The YouPlus.biz videos are only about two inches long by one inch tall on LinkedIn, but when the viewer clicks on them, they expand to nearly fill the screen. “The video showcases your talents. It gives a potential employer a picture of who you are,” said Michael Sexton, cofounder of YouPlus.biz.

About 350 people crowded the exhibit hall to take in the exhibits, nibble on strawberry, apple and cantaloupe kabobs and other delicacies, and above all, network, network, network.

“There are people in Marin who are on the frontier of technology, and we want to showcase them,” said Robert Eyler, chief economist of the Marin Economic Forum.

The nonprofit, created by a public-private partnership in 2010 designed to foster local economic growth, put on the event, along with organizations including The Venture Greenhouse of Dominican University.

The greenhouse itself is a good example of the kind of innovation the event seeks to foster. Launched in 2011, it’s what’s known in Silicon Valley as an incubator – providing an intensive acceleration process for growing companies that have the potential for significant environmental and social benefits.

Back in the exhibit hall, an object resembling a foot-long black throat lozenge adorned the booth of Sausalito-based Tarlow Design. “It’s a motorized tie rack,” said company founder Ken Tarlow, who was entertaining a steady stream of visitors to his booth.

“When I first saw it, I didn’t think it would succeed,” said Tarlow, whose company helps inventors launch their products.

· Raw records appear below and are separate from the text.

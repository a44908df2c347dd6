//! Provider module - submission and faucet access to a full node
//!
//! This module provides:
//! - The `Provider` capability the submitter submits through
//! - A JSON-RPC provider for real full nodes
//! - A void provider used when nothing is configured

pub mod json_rpc;
pub mod void;

pub use json_rpc::{Endpoints, JsonRpcProvider};
pub use void::VoidProvider;

use crate::error::SignerResult;
use crate::types::{
    ExecuteTransactionRequestType, FaucetResponse, HttpHeaders, SerializerHints,
    SignatureScheme, SuiAddress, SuiExecuteTransactionResponse,
};

use async_trait::async_trait;

/// Network access used for submission and funding
#[async_trait]
pub trait Provider: Send + Sync {
    /// Submit signed transaction bytes. All byte arguments are base64.
    async fn execute_transaction(
        &self,
        tx_bytes: &str,
        signature_scheme: SignatureScheme,
        signature: &str,
        pub_key: &str,
        request_type: ExecuteTransactionRequestType,
    ) -> SignerResult<SuiExecuteTransactionResponse>;

    /// Ask the network faucet to fund `recipient`
    async fn request_sui_from_faucet(
        &self,
        recipient: &SuiAddress,
        http_headers: Option<&HttpHeaders>,
    ) -> SignerResult<FaucetResponse>;

    /// Endpoint and validation settings a default serializer should reuse
    fn serializer_hints(&self) -> Option<SerializerHints> {
        None
    }
}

“We ran a focus group and found out it was the perfect men’s gift. We created a prototype and licensed it to a manufacturer and it sold four million units,” Tarlow said. “She (the inventor) makes 75 cents a unit. She sits at home and collects the checks as they come in the mail.”

“My latest idea is a restaurant that serves gourmet dog food so peoples’ pets can enjoy themselves at restaurants too,” said Katheryn Horton, a visitor to Tarlow’s booth.

Horton, the school-to-career liaison with the Marin County Office of Education, said, “I’m here to shop around for businesses that would like to hire an intern.”

A few booths down, Jessica Thompson of Yogo, with a flick of the wrist unrolled one of her biodegradable, approximately 6-foot-long portable yoga mats “made of natural tree rubber,” said Thompson.

The Larkspur-based company, a crowd-funded startup, launched just last year and already got the “Gear of the Year” award from Yoga Journal, Thompson said.

The long room, with booths at the sides and center, was filled with a dull roar of conversation even during the speeches, which nonetheless drew a sizable crowd.

“Students need to learn the same kind of thinking as entrepreneurs,” Milton Chen, a senior fellow with Edutopia. “It’s important to understand that it’s OK to fail. As they say in Silicon Valley, ‘Fail early, fail often.’ That’s how you learn.”

Peter Poutiatine, senior school selection coordinator at Edutopia, took the microphone after Chen’s presentation.

“Work is not the opposite of play. Depression is the opposite of play,” Poutiatine said. “There’s a lot of learning that happens in play. You can see it on the playground, on the beach making sand castles. They are learning about materials, about ‘How do I keep the waves from washing it down?’

“Kids learn at the Exploratorium not because someone told them to do it, but because they are interested and engaged,” Poutiatine said.